Task objective ▸
Among the records that follow, set down only the lines from the one containing "status = child.wait()" to the one containing "Ok(status) if status.success()", both included, exactly.

-.-.-

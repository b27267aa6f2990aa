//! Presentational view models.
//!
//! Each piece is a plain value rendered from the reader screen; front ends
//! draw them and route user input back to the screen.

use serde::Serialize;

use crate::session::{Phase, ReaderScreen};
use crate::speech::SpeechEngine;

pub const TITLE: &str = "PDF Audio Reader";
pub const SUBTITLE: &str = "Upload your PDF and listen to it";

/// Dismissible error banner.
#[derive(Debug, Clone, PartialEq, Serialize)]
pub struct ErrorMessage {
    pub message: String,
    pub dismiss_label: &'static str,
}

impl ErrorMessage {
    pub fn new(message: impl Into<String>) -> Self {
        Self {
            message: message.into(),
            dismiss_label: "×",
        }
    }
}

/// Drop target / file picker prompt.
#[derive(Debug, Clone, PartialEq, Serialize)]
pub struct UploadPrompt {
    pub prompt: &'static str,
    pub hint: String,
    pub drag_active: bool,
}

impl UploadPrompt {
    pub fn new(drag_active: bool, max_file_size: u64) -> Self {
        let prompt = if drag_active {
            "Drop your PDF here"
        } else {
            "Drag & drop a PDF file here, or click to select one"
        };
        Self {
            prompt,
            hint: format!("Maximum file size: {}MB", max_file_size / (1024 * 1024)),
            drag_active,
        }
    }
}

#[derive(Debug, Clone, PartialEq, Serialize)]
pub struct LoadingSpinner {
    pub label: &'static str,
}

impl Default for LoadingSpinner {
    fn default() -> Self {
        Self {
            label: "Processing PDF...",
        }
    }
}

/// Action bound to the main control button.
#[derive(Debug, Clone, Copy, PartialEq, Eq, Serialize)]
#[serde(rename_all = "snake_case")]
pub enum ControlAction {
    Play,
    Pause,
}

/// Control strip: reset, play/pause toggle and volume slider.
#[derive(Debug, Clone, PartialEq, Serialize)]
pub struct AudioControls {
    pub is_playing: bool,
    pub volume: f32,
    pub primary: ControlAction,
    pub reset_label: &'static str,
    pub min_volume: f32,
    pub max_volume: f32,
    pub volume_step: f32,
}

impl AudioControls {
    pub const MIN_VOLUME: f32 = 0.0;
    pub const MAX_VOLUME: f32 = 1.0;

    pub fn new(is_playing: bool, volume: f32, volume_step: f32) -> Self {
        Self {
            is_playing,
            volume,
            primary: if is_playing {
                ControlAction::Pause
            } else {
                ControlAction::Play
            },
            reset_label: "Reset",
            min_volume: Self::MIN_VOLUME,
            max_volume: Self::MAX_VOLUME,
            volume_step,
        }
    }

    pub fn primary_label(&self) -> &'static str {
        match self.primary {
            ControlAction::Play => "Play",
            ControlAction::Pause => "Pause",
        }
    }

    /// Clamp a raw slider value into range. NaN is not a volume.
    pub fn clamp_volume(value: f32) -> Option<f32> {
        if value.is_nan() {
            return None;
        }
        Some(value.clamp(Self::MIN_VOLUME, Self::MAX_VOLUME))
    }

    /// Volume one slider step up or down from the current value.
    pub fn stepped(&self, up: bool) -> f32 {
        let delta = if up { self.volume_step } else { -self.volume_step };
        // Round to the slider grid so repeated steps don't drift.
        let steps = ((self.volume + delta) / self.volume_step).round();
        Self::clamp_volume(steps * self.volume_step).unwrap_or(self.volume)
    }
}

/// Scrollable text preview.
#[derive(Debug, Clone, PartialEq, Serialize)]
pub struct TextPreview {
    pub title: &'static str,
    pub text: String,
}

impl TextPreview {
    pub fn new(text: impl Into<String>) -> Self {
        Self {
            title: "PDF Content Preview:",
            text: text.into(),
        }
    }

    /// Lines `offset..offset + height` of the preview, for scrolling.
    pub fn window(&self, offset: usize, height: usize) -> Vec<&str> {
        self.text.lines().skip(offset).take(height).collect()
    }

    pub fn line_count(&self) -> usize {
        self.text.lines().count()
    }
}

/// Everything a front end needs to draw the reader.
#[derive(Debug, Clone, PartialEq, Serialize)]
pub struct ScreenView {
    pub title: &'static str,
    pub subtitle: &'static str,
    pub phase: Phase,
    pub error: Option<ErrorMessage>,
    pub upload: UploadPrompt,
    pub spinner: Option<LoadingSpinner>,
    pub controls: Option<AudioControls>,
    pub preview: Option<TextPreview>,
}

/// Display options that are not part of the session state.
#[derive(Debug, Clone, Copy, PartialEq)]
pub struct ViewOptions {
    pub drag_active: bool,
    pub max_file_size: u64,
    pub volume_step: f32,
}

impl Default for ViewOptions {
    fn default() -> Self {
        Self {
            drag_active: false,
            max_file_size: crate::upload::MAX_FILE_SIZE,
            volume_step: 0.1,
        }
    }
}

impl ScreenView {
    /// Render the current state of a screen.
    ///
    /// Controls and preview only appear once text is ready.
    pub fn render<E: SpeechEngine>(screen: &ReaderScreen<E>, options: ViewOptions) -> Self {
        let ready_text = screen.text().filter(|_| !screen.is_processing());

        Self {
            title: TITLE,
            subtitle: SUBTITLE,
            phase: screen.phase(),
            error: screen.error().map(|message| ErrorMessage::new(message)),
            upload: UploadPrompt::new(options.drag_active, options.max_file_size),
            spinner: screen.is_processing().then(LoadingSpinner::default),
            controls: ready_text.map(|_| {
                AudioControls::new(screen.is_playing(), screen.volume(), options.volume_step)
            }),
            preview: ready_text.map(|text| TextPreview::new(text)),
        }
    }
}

-.-.-

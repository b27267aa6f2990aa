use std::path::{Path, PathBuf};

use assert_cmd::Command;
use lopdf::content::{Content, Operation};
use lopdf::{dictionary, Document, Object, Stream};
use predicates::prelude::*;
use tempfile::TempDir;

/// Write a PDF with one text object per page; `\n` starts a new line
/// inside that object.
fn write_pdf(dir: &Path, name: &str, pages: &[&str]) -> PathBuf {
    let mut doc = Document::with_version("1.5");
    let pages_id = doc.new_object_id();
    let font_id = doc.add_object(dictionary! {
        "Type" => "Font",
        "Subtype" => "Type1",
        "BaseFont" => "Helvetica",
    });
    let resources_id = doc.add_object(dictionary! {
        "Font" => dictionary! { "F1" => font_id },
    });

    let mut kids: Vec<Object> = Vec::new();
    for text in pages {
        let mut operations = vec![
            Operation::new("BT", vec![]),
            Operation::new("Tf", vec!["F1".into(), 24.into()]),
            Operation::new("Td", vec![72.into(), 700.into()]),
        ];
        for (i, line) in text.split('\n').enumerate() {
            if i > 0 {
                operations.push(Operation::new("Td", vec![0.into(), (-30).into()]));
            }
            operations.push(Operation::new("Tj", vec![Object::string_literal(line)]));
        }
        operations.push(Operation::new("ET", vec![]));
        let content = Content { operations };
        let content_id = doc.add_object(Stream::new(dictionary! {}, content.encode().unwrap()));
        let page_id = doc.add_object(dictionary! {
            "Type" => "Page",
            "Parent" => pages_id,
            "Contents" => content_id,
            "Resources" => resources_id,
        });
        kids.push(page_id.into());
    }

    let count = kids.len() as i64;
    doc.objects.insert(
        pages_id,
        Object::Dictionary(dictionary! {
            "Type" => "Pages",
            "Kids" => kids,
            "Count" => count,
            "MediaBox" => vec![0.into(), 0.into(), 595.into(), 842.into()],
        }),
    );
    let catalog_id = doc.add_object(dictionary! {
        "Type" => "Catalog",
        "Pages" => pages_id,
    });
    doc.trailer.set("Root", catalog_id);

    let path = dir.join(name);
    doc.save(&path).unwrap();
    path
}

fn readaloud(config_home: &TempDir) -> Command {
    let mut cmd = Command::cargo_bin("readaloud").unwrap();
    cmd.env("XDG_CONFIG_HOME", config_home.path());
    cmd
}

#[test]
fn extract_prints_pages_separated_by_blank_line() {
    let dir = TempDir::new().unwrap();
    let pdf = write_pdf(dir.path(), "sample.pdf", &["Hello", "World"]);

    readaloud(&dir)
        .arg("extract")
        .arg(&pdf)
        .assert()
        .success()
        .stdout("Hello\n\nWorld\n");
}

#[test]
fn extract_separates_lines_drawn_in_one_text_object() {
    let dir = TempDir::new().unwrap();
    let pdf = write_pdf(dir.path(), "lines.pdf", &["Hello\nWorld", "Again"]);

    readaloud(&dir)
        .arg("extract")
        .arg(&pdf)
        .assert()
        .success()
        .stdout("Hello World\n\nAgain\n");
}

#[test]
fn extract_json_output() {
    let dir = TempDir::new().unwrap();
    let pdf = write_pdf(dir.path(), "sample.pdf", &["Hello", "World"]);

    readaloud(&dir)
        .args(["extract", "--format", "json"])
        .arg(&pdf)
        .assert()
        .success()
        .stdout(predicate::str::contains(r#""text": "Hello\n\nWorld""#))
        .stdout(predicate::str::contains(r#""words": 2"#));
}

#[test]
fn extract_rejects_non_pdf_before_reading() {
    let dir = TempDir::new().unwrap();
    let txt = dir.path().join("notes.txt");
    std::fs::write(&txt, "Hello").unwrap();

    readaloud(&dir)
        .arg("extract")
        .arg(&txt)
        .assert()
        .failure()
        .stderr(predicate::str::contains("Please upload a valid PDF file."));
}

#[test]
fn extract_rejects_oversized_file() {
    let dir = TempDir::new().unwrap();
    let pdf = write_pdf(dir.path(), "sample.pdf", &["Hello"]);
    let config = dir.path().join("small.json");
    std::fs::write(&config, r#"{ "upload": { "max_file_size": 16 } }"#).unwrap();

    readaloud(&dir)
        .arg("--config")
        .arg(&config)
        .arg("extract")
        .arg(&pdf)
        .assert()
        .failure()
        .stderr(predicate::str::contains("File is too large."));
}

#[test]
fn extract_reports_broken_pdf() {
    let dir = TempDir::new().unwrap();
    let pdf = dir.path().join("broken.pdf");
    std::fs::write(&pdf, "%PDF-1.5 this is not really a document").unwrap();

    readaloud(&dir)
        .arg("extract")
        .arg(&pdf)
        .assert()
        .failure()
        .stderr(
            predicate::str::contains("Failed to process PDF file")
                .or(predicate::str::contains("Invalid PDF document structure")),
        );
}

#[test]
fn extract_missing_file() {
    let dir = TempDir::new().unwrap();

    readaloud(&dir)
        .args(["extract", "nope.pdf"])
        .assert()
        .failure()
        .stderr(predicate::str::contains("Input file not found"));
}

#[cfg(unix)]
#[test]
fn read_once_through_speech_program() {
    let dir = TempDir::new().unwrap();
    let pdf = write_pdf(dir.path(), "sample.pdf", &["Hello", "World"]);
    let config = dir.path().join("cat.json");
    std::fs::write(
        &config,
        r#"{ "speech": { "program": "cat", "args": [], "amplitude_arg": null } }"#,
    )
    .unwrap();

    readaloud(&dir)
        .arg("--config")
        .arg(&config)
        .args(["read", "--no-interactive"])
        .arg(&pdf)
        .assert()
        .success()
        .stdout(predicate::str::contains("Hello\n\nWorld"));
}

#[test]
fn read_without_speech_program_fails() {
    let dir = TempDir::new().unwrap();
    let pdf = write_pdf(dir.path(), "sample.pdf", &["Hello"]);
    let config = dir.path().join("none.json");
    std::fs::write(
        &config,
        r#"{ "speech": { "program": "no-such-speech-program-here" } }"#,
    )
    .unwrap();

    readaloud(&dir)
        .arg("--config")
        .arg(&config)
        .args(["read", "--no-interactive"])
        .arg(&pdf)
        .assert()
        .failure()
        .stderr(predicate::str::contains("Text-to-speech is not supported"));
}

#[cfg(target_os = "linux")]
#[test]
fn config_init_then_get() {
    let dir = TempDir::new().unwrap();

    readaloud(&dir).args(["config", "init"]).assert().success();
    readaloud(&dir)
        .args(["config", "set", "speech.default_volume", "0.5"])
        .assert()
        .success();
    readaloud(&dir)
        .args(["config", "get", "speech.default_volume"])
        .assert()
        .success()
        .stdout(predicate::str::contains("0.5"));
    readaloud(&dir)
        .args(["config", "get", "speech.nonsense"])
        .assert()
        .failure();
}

-.-.-

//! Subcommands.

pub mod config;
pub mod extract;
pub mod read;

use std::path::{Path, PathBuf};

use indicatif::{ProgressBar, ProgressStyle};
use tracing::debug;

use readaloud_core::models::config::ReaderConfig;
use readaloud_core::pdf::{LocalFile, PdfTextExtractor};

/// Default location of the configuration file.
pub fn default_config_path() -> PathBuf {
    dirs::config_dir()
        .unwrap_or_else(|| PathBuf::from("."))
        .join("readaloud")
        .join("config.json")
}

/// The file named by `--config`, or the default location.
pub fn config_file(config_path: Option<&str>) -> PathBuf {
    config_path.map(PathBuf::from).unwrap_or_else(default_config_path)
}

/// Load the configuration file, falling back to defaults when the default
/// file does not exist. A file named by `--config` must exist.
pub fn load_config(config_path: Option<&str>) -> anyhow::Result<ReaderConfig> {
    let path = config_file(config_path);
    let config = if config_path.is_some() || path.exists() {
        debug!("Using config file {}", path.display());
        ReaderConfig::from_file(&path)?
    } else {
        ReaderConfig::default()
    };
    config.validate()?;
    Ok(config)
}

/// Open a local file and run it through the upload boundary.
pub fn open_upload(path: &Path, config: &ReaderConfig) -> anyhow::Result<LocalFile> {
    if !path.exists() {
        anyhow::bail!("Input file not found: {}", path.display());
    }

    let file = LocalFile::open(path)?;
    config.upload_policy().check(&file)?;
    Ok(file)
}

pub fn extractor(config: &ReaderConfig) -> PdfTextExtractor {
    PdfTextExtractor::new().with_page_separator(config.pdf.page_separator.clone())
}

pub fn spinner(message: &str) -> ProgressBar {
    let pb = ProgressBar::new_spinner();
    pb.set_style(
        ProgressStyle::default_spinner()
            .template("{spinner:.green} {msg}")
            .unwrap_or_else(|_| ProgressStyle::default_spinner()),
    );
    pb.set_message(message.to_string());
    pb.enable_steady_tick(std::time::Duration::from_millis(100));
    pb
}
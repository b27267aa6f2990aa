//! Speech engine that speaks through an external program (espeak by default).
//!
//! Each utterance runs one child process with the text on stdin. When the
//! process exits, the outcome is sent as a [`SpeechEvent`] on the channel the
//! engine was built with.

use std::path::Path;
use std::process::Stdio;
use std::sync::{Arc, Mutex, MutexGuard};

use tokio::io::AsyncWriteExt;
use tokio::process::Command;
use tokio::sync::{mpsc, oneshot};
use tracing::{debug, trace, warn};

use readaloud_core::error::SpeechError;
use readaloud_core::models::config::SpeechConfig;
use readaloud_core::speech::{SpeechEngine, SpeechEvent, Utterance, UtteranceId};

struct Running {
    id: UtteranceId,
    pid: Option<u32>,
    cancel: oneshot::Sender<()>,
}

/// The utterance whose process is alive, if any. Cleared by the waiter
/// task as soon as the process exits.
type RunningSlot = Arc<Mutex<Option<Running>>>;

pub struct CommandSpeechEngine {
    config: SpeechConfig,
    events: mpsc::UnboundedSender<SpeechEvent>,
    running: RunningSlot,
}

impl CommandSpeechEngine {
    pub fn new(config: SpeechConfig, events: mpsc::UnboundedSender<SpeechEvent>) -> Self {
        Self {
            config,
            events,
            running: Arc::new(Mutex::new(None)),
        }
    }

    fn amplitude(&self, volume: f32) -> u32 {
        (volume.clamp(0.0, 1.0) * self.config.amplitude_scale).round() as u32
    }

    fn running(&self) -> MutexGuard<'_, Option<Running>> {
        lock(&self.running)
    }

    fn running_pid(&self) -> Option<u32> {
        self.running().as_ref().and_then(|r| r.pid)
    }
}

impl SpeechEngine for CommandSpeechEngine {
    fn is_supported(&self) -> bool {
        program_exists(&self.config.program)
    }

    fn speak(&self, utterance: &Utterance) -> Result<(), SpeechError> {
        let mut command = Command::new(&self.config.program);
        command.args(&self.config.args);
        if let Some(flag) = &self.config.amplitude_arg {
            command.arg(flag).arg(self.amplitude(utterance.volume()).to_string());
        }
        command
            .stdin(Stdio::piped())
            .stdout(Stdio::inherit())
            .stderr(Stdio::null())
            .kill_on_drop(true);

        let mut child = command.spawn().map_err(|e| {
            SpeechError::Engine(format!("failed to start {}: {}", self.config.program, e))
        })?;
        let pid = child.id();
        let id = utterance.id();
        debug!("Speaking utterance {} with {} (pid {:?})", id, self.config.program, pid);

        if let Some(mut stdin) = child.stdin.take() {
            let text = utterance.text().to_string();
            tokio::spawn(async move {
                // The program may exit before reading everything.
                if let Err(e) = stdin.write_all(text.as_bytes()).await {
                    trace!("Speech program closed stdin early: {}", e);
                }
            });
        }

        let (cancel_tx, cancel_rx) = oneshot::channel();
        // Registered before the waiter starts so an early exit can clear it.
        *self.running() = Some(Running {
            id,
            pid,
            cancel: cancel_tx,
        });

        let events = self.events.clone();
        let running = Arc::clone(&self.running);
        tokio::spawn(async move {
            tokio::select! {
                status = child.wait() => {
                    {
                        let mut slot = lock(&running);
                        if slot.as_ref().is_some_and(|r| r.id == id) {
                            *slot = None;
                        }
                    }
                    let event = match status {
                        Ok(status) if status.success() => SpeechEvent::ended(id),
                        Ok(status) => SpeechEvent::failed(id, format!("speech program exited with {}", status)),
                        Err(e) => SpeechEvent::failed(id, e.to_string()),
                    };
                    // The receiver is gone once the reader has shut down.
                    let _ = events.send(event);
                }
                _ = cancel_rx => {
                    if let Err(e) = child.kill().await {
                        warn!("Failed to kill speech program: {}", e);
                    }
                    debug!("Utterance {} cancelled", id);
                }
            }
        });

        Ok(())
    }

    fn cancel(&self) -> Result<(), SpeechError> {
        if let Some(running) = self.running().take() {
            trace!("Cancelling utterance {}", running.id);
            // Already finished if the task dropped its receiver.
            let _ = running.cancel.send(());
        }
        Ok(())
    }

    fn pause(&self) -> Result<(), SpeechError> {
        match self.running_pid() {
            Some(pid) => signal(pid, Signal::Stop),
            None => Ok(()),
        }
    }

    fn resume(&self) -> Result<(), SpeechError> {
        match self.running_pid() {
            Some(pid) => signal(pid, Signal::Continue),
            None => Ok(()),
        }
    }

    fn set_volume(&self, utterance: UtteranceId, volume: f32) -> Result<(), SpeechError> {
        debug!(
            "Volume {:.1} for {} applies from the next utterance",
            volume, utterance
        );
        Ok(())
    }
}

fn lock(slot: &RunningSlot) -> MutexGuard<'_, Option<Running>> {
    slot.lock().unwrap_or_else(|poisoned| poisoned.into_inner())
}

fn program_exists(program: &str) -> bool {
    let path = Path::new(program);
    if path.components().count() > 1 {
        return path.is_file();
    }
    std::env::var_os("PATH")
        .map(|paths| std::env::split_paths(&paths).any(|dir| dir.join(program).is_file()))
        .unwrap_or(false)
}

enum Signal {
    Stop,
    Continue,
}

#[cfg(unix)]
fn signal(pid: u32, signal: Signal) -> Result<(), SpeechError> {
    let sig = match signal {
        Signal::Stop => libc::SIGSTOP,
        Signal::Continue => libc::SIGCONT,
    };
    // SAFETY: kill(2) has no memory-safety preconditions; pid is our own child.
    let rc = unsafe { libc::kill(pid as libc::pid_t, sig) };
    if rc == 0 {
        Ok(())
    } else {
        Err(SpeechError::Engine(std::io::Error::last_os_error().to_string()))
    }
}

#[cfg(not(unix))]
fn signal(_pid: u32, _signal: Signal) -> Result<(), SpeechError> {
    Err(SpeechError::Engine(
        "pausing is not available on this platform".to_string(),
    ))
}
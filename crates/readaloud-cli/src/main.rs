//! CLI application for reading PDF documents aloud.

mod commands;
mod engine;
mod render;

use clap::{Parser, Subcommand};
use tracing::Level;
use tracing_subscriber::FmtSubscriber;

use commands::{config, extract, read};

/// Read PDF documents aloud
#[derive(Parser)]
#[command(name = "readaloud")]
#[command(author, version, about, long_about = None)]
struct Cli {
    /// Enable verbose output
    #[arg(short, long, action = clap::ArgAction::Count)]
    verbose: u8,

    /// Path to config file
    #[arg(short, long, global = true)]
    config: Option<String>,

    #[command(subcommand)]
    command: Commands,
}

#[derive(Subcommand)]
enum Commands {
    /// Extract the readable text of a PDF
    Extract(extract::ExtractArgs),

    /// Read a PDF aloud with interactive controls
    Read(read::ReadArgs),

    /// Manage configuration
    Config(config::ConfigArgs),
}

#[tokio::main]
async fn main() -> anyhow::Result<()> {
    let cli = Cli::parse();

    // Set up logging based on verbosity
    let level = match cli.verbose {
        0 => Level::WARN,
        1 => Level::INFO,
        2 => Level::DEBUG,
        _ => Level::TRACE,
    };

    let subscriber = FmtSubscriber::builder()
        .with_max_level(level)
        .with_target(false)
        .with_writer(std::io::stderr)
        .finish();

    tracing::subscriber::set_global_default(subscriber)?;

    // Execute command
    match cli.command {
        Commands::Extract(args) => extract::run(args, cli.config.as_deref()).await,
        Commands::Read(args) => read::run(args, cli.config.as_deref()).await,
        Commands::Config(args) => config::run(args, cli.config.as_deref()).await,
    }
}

-.-.-

Answer to this exercise ▸
                status = child.wait() => {
                    {
                        let mut slot = lock(&running);
                        if slot.as_ref().is_some_and(|r| r.id == id) {
                            *slot = None;
                        }
                    }
                    let event = match status {
                        Ok(status) if status.success() => SpeechEvent::ended(id),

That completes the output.